▸ TASK REQUIREMENTS
Filter the material, keeping only lines with the word "rising".
THE RECORDS: Begin
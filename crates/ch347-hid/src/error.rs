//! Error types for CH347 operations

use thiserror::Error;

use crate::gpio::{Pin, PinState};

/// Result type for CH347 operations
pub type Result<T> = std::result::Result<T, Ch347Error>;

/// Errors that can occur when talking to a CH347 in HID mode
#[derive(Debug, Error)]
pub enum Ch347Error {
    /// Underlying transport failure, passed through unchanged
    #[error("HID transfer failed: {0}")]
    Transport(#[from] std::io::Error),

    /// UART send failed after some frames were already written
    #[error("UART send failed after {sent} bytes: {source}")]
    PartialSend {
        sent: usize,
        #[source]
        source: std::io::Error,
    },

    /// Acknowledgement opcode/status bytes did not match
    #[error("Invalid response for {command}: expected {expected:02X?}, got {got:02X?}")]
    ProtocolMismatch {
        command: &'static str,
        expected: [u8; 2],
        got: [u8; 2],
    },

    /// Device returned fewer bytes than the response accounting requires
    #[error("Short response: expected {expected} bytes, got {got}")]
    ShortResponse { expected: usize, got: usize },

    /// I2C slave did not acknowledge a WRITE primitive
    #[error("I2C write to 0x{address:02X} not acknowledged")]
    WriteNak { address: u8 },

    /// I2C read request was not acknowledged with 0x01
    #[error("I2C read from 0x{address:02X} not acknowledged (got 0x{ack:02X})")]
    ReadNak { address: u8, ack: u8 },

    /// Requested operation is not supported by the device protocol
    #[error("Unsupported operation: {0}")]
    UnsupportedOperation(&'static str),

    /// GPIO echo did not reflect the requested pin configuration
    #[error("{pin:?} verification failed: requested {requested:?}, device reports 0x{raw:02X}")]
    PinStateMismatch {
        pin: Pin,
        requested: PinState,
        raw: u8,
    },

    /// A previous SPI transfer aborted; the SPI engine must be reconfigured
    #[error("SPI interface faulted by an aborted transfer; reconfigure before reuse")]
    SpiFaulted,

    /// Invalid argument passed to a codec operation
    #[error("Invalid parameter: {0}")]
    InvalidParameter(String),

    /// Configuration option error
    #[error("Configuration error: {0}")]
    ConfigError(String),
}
THE RECORDS: End
THE RECORDS: Begin
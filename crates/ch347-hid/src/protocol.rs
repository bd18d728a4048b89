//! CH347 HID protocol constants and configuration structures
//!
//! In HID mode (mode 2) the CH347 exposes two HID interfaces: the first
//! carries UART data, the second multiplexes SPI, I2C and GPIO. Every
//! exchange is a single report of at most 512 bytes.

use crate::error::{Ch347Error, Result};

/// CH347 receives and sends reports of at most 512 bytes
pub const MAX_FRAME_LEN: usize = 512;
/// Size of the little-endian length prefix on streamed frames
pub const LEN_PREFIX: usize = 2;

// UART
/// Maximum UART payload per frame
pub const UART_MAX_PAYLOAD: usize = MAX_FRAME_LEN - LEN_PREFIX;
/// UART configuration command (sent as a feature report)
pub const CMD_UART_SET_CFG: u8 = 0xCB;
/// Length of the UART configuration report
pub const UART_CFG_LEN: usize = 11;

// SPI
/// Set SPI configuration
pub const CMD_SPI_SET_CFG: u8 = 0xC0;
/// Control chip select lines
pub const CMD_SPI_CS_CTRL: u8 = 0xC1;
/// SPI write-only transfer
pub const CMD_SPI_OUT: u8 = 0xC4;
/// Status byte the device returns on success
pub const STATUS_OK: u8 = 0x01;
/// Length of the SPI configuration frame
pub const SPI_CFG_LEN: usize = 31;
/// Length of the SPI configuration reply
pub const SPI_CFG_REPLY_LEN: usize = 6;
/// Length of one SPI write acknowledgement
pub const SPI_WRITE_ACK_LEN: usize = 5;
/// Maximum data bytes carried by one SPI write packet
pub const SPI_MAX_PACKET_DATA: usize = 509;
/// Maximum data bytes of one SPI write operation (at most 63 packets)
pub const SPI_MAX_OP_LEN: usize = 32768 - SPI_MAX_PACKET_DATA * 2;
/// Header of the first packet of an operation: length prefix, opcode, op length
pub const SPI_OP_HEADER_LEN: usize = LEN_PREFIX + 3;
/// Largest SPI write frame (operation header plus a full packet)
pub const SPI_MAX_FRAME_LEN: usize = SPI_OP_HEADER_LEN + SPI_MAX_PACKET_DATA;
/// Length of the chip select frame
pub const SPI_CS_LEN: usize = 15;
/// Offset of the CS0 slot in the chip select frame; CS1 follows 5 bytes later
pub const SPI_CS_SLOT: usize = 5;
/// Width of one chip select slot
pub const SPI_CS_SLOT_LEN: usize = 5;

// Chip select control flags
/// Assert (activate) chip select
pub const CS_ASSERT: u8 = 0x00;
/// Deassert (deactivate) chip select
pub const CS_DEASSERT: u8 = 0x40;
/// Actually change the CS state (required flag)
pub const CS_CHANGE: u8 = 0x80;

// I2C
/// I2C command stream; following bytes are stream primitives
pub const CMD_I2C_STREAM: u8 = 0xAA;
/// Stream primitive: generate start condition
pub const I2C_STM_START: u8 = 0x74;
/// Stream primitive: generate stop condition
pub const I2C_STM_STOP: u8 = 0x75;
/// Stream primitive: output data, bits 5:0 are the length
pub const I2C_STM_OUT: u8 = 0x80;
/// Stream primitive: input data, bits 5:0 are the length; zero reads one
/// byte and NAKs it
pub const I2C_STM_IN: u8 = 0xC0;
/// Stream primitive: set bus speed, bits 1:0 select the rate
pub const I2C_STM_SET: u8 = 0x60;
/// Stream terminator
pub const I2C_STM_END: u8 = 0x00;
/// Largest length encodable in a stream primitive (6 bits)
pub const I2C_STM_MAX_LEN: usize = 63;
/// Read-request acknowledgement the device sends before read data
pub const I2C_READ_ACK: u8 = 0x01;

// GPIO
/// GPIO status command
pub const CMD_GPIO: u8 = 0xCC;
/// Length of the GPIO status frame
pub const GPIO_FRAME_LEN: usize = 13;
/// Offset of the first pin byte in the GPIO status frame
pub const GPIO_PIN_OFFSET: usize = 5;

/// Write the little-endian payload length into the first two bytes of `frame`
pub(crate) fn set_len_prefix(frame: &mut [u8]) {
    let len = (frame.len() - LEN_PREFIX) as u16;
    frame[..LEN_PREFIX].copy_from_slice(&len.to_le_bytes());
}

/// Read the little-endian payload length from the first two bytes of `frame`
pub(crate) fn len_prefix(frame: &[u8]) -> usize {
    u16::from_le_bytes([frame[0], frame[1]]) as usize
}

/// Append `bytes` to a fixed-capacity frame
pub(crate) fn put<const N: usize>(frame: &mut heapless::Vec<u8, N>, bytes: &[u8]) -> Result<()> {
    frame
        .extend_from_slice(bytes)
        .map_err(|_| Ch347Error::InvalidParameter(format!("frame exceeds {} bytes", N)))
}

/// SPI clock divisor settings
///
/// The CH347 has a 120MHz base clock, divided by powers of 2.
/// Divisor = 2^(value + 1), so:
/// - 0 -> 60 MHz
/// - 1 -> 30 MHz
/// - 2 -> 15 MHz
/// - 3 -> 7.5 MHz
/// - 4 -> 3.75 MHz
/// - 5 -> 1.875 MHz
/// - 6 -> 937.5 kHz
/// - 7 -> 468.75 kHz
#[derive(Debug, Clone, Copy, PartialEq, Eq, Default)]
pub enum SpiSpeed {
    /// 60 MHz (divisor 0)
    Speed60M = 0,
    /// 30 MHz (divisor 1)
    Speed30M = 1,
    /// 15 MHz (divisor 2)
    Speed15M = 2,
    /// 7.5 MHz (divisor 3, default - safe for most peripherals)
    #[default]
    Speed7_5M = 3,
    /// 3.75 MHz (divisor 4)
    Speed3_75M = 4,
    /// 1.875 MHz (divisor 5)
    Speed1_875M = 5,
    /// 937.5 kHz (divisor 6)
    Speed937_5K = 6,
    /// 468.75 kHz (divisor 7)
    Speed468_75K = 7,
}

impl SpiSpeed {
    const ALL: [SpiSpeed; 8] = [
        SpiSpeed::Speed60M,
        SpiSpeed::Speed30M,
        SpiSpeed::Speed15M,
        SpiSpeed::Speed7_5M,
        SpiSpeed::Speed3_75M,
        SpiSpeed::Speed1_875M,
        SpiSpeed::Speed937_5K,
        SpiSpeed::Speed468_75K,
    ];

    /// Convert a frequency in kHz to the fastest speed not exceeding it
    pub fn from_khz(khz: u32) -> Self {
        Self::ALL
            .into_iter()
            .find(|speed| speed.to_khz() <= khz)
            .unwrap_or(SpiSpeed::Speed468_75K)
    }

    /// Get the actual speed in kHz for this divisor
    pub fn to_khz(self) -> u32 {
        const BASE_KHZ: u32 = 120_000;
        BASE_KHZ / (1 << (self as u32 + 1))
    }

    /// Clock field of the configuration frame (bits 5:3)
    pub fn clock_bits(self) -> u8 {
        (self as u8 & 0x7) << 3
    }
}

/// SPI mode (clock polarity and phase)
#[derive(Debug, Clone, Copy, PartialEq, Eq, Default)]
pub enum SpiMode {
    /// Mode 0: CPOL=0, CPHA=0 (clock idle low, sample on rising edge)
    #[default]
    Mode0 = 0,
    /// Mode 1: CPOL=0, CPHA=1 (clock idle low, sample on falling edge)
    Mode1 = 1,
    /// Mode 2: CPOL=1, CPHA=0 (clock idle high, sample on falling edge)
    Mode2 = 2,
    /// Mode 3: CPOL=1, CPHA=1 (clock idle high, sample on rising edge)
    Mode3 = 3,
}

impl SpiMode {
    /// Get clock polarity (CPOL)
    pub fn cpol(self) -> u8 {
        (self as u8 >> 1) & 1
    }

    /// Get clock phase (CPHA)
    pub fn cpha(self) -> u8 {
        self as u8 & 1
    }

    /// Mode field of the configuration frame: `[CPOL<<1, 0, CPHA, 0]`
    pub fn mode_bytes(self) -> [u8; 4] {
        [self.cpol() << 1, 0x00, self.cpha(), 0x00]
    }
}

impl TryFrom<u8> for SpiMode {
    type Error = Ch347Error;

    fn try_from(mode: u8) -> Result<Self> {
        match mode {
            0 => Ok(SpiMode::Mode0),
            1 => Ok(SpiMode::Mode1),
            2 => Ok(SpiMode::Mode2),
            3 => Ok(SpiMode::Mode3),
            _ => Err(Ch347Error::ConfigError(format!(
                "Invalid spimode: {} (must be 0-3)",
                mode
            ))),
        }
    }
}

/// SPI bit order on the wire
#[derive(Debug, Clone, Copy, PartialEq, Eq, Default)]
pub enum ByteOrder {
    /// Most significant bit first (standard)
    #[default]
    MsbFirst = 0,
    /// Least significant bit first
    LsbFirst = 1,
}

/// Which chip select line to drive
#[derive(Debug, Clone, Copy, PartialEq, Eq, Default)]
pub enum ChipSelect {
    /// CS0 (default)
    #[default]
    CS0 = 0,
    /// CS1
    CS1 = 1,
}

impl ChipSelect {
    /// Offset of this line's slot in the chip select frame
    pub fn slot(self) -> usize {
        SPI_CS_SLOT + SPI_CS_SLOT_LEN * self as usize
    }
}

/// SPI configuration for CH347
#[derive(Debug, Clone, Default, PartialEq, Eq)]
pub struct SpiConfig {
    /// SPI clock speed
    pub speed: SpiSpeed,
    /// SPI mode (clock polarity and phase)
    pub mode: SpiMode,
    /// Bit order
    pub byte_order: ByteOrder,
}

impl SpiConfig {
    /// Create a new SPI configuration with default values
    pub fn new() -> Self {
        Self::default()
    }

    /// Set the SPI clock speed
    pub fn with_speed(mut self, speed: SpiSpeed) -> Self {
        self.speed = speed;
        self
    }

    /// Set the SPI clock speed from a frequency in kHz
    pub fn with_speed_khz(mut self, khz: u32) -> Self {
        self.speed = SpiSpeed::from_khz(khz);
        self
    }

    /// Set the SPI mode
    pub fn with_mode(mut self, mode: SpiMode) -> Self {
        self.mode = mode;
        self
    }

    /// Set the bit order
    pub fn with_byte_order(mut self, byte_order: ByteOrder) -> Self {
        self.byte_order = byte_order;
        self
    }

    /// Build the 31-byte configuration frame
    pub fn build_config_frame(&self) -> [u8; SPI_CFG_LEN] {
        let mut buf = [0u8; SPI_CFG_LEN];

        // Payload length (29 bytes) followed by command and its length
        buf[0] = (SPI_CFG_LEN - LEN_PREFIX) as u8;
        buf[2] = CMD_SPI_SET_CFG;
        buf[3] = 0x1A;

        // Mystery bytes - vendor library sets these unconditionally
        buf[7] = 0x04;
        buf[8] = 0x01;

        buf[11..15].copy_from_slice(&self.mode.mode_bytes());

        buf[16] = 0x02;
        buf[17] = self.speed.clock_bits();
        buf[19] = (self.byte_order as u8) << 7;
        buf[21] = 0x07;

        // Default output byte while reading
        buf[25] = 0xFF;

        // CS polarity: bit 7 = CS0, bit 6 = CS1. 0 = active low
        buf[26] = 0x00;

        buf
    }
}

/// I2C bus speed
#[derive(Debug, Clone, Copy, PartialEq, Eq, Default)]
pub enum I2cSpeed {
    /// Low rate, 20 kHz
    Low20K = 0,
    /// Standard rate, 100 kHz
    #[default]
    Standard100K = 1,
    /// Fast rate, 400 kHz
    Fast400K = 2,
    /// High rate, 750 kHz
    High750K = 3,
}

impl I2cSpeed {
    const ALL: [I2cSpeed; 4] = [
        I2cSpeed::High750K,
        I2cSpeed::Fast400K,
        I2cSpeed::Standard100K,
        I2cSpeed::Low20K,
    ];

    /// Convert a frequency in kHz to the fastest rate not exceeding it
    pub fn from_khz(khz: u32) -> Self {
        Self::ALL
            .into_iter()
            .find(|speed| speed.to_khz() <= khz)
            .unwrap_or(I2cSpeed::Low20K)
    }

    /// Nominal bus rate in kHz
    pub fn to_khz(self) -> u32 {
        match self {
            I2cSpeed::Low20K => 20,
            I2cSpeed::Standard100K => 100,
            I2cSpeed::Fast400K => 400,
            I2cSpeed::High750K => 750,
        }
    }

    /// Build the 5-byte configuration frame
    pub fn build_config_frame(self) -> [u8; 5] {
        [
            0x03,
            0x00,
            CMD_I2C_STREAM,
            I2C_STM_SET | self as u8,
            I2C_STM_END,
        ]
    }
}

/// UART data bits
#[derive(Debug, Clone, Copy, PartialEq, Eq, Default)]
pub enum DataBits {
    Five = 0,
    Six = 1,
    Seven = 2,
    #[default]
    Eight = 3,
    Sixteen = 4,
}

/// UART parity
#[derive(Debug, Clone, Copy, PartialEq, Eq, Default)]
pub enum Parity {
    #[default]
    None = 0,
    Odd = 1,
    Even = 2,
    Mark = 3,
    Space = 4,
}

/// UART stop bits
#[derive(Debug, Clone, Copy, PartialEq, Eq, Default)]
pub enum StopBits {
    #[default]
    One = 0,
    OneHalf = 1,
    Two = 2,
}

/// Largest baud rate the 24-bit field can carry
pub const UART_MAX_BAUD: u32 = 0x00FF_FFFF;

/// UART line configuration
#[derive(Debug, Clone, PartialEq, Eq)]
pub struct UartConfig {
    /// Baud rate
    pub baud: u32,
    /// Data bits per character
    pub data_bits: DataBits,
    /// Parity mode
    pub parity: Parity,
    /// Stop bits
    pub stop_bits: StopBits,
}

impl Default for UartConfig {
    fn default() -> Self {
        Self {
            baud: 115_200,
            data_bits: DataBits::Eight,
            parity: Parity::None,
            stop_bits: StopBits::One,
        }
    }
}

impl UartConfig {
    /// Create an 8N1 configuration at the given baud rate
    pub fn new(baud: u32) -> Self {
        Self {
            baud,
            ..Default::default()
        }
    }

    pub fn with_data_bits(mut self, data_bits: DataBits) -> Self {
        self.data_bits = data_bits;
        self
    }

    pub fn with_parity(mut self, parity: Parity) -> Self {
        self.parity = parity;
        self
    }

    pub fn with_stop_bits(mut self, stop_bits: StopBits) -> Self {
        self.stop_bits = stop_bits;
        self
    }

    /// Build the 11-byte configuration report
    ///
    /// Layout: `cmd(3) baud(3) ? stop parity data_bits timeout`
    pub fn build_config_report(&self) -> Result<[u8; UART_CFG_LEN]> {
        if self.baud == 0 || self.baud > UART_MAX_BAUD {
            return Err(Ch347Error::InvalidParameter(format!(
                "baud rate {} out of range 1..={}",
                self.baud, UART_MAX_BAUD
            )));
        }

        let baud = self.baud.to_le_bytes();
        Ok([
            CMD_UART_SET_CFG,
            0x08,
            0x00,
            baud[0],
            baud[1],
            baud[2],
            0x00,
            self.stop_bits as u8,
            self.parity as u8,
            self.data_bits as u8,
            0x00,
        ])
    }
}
THE RECORDS: End
▸ RESPONSE
    /// Mode 0: CPOL=0, CPHA=0 (clock idle low, sample on rising edge)
    /// Mode 3: CPOL=1, CPHA=1 (clock idle high, sample on rising edge)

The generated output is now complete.